::: GIVEN INFORMATION :::
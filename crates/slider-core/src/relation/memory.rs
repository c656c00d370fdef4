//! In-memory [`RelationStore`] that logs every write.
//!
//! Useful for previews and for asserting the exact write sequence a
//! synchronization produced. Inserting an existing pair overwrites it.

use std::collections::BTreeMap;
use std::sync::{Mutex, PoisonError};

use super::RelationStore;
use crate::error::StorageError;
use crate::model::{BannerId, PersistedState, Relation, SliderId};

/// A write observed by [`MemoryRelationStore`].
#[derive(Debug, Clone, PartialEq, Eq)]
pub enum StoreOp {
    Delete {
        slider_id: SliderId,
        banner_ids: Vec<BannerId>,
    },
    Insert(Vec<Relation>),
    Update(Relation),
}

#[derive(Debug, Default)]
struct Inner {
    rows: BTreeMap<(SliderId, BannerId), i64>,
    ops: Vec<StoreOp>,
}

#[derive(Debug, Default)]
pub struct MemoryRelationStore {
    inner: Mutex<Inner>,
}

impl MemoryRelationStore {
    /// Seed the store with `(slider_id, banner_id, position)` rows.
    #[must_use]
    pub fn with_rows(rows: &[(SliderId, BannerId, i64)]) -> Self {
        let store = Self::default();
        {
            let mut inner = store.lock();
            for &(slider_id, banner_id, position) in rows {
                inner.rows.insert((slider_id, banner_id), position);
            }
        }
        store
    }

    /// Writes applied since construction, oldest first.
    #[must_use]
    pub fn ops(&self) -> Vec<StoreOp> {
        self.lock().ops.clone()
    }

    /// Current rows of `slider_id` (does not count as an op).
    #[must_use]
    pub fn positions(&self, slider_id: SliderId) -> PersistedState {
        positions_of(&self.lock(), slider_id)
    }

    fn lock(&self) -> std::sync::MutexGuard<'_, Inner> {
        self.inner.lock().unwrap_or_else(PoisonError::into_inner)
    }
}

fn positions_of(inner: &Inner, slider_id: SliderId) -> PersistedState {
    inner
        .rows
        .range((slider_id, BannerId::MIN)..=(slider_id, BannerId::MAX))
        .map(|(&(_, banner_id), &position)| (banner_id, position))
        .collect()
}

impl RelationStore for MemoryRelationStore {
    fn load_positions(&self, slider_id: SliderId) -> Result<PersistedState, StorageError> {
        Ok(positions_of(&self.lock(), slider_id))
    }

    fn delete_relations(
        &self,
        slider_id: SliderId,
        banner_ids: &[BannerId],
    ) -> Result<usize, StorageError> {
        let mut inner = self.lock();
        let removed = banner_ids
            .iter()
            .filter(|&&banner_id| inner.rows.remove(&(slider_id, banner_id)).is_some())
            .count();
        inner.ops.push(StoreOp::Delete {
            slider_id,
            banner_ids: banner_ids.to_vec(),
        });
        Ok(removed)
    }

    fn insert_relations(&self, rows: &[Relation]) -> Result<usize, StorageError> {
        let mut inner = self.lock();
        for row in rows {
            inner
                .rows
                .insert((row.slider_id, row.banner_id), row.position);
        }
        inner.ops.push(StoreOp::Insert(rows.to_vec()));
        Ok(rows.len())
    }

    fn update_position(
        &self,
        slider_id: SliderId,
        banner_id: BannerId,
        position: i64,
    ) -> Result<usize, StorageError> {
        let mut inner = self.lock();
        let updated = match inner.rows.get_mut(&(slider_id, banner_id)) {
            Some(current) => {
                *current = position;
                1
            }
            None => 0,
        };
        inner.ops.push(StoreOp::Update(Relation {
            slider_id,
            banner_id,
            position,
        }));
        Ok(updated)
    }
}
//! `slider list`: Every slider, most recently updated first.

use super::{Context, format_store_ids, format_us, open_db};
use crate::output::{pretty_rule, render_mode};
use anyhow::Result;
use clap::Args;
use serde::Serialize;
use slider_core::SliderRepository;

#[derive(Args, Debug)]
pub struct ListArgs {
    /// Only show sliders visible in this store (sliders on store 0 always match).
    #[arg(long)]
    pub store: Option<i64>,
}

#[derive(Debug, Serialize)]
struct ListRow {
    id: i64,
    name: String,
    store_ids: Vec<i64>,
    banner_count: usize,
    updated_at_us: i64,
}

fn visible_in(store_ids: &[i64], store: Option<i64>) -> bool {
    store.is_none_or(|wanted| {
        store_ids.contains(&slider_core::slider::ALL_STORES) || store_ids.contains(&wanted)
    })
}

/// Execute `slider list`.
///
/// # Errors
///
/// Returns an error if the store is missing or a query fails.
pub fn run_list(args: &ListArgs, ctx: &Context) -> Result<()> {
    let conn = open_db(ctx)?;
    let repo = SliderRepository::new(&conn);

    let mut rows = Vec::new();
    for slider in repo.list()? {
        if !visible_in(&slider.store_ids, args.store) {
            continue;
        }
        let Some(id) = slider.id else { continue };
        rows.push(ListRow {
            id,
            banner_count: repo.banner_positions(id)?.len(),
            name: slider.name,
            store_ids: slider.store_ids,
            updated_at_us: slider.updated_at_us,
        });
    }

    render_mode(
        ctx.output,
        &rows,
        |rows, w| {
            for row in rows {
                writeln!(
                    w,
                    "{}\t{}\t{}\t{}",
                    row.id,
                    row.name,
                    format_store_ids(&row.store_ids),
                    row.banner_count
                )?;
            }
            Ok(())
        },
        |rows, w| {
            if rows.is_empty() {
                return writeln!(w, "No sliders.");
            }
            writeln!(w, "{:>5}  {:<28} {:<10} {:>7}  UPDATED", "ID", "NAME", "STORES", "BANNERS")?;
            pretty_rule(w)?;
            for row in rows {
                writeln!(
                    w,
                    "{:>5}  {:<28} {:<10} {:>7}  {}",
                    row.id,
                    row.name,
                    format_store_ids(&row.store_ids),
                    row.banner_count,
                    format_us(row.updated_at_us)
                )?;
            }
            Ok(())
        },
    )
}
:::
TASK BRIEF: Your answer should hold every line of the entries that contains the string "Serialize".

RESPONSE FOR THIS EXERCISE:
use serde::Serialize;
#[derive(Debug, Serialize)]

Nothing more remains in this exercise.